## Task brief
Nothing but the records beneath, reproduced exactly, should appear in the answer.

## Supplied data
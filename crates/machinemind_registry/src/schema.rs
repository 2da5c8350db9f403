//! Runtime table of entity kind schemas.
//!
//! Typed code reaches a kind through `RegCat<T>`. Operations where the kind
//! is only known at runtime (wildcard semantic id lookup, resolving an
//! untyped reference, moving inventory contents) go through the
//! [`KindSchema`] registered for that kind instead.

use std::collections::BTreeMap;
use std::fmt;

use machinemind_foundation::{EntryType, Error, ErrorKind, RawRecord, Result, StorageKey};

use crate::ctx::OpCtx;
use crate::entry::{AnyEntry, RegEntry};
use crate::registry::Registry;

type MaterializeFn = fn(&Registry, &OpCtx, &StorageKey) -> Result<AnyEntry>;

/// Type-erased operations for one entity kind.
#[derive(Clone, Copy)]
pub struct KindSchema {
    kind: EntryType,
    mmid_field: Option<&'static str>,
    inventoried: bool,
    defaults: fn() -> RawRecord,
    materialize: MaterializeFn,
}

fn materialize_erased<T: RegEntry>(
    registry: &Registry,
    ctx: &OpCtx,
    key: &StorageKey,
) -> Result<AnyEntry> {
    registry
        .get_cat::<T>()
        .get_live(ctx, key)
        .map(|live| live.to_any())
}

impl KindSchema {
    /// Builds the schema entry for `T`.
    #[must_use]
    pub fn of<T: RegEntry>() -> Self {
        Self {
            kind: T::KIND,
            mmid_field: T::MMID_FIELD,
            inventoried: T::INVENTORIED,
            defaults: T::defaults,
            materialize: materialize_erased::<T>,
        }
    }

    /// The kind described.
    #[must_use]
    pub fn kind(&self) -> EntryType {
        self.kind
    }

    /// The semantic id field, if any.
    #[must_use]
    pub fn mmid_field(&self) -> Option<&'static str> {
        self.mmid_field
    }

    /// Whether entries of this kind own an inventory.
    #[must_use]
    pub fn inventoried(&self) -> bool {
        self.inventoried
    }

    /// The kind's default record.
    #[must_use]
    pub fn defaults(&self) -> RawRecord {
        (self.defaults)()
    }

    /// Materializes the record at `key` in `registry` into `ctx`.
    ///
    /// # Errors
    ///
    /// `EntryNotFound` if absent, or the kind's load errors.
    pub fn materialize(
        &self,
        registry: &Registry,
        ctx: &OpCtx,
        key: &StorageKey,
    ) -> Result<AnyEntry> {
        (self.materialize)(registry, ctx, key)
    }
}

impl fmt::Debug for KindSchema {
    fn fmt(&self, f: &mut fmt::Formatter<'_>) -> fmt::Result {
        f.debug_struct("KindSchema")
            .field("kind", &self.kind)
            .field("mmid_field", &self.mmid_field)
            .field("inventoried", &self.inventoried)
            .finish_non_exhaustive()
    }
}

/// The set of kinds an environment can materialize dynamically.
#[derive(Clone, Debug, Default)]
pub struct SchemaTable {
    kinds: BTreeMap<EntryType, KindSchema>,
}

impl SchemaTable {
    /// Creates an empty table.
    #[must_use]
    pub fn new() -> Self {
        Self::default()
    }

    /// Registers the schema for `T`.
    ///
    /// # Errors
    ///
    /// `DuplicateSchema` if the kind is already registered.
    pub fn register<T: RegEntry>(&mut self) -> Result<&mut Self> {
        if self.kinds.contains_key(&T::KIND) {
            return Err(Error::new(ErrorKind::DuplicateSchema(T::KIND)));
        }
        self.kinds.insert(T::KIND, KindSchema::of::<T>());
        Ok(self)
    }

    /// Looks up a kind's schema.
    #[must_use]
    pub fn get(&self, kind: EntryType) -> Option<&KindSchema> {
        self.kinds.get(&kind)
    }

    /// Looks up a kind's schema, failing if it is not registered.
    ///
    /// # Errors
    ///
    /// `UnregisteredKind` if absent.
    pub fn require(&self, kind: EntryType) -> Result<&KindSchema> {
        self.get(kind)
            .ok_or_else(|| Error::new(ErrorKind::UnregisteredKind(kind)))
    }

    /// Returns true if the kind is registered.
    #[must_use]
    pub fn contains(&self, kind: EntryType) -> bool {
        self.kinds.contains_key(&kind)
    }

    /// Iterates over registered schemas in kind order.
    pub fn iter(&self) -> impl Iterator<Item = &KindSchema> {
        self.kinds.values()
    }

    /// Returns the number of registered kinds.
    #[must_use]
    pub fn len(&self) -> usize {
        self.kinds.len()
    }

    /// Returns true if nothing is registered.
    #[must_use]
    pub fn is_empty(&self) -> bool {
        self.kinds.is_empty()
    }
}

## Task response
filename crates/machinemind_registry/src/schema.rs
repository 2da5c8350db9f403
//! Runtime table of entity kind schemas.
//!
//! Typed code reaches a kind through `RegCat<T>`. Operations where the kind
//! is only known at runtime (wildcard semantic id lookup, resolving an
//! untyped reference, moving inventory contents) go through the
//! [`KindSchema`] registered for that kind instead.

use std::collections::BTreeMap;
use std::fmt;

use machinemind_foundation::{EntryType, Error, ErrorKind, RawRecord, Result, StorageKey};

use crate::ctx::OpCtx;
use crate::entry::{AnyEntry, RegEntry};
use crate::registry::Registry;

type MaterializeFn = fn(&Registry, &OpCtx, &StorageKey) -> Result<AnyEntry>;

/// Type-erased operations for one entity kind.
#[derive(Clone, Copy)]
pub struct KindSchema {
    kind: EntryType,
    mmid_field: Option<&'static str>,
    inventoried: bool,
    defaults: fn() -> RawRecord,
    materialize: MaterializeFn,
}

fn materialize_erased<T: RegEntry>(
    registry: &Registry,
    ctx: &OpCtx,
    key: &StorageKey,
) -> Result<AnyEntry> {
    registry
        .get_cat::<T>()
        .get_live(ctx, key)
        .map(|live| live.to_any())
}

impl KindSchema {
    /// Builds the schema entry for `T`.
    #[must_use]
    pub fn of<T: RegEntry>() -> Self {
        Self {
            kind: T::KIND,
            mmid_field: T::MMID_FIELD,
            inventoried: T::INVENTORIED,
            defaults: T::defaults,
            materialize: materialize_erased::<T>,
        }
    }

    /// The kind described.
    #[must_use]
    pub fn kind(&self) -> EntryType {
        self.kind
    }

    /// The semantic id field, if any.
    #[must_use]
    pub fn mmid_field(&self) -> Option<&'static str> {
        self.mmid_field
    }

    /// Whether entries of this kind own an inventory.
    #[must_use]
    pub fn inventoried(&self) -> bool {
        self.inventoried
    }

    /// The kind's default record.
    #[must_use]
    pub fn defaults(&self) -> RawRecord {
        (self.defaults)()
    }

    /// Materializes the record at `key` in `registry` into `ctx`.
    ///
    /// # Errors
    ///
    /// `EntryNotFound` if absent, or the kind's load errors.
    pub fn materialize(
        &self,
        registry: &Registry,
        ctx: &OpCtx,
        key: &StorageKey,
    ) -> Result<AnyEntry> {
        (self.materialize)(registry, ctx, key)
    }
}

impl fmt::Debug for KindSchema {
    fn fmt(&self, f: &mut fmt::Formatter<'_>) -> fmt::Result {
        f.debug_struct("KindSchema")
            .field("kind", &self.kind)
            .field("mmid_field", &self.mmid_field)
            .field("inventoried", &self.inventoried)
            .finish_non_exhaustive()
    }
}

/// The set of kinds an environment can materialize dynamically.
#[derive(Clone, Debug, Default)]
pub struct SchemaTable {
    kinds: BTreeMap<EntryType, KindSchema>,
}

impl SchemaTable {
    /// Creates an empty table.
    #[must_use]
    pub fn new() -> Self {
        Self::default()
    }

    /// Registers the schema for `T`.
    ///
    /// # Errors
    ///
    /// `DuplicateSchema` if the kind is already registered.
    pub fn register<T: RegEntry>(&mut self) -> Result<&mut Self> {
        if self.kinds.contains_key(&T::KIND) {
            return Err(Error::new(ErrorKind::DuplicateSchema(T::KIND)));
        }
        self.kinds.insert(T::KIND, KindSchema::of::<T>());
        Ok(self)
    }

    /// Looks up a kind's schema.
    #[must_use]
    pub fn get(&self, kind: EntryType) -> Option<&KindSchema> {
        self.kinds.get(&kind)
    }

    /// Looks up a kind's schema, failing if it is not registered.
    ///
    /// # Errors
    ///
    /// `UnregisteredKind` if absent.
    pub fn require(&self, kind: EntryType) -> Result<&KindSchema> {
        self.get(kind)
            .ok_or_else(|| Error::new(ErrorKind::UnregisteredKind(kind)))
    }

    /// Returns true if the kind is registered.
    #[must_use]
    pub fn contains(&self, kind: EntryType) -> bool {
        self.kinds.contains_key(&kind)
    }

    /// Iterates over registered schemas in kind order.
    pub fn iter(&self) -> impl Iterator<Item = &KindSchema> {
        self.kinds.values()
    }

    /// Returns the number of registered kinds.
    #[must_use]
    pub fn len(&self) -> usize {
        self.kinds.len()
    }

    /// Returns true if nothing is registered.
    #[must_use]
    pub fn is_empty(&self) -> bool {
        self.kinds.is_empty()
    }
}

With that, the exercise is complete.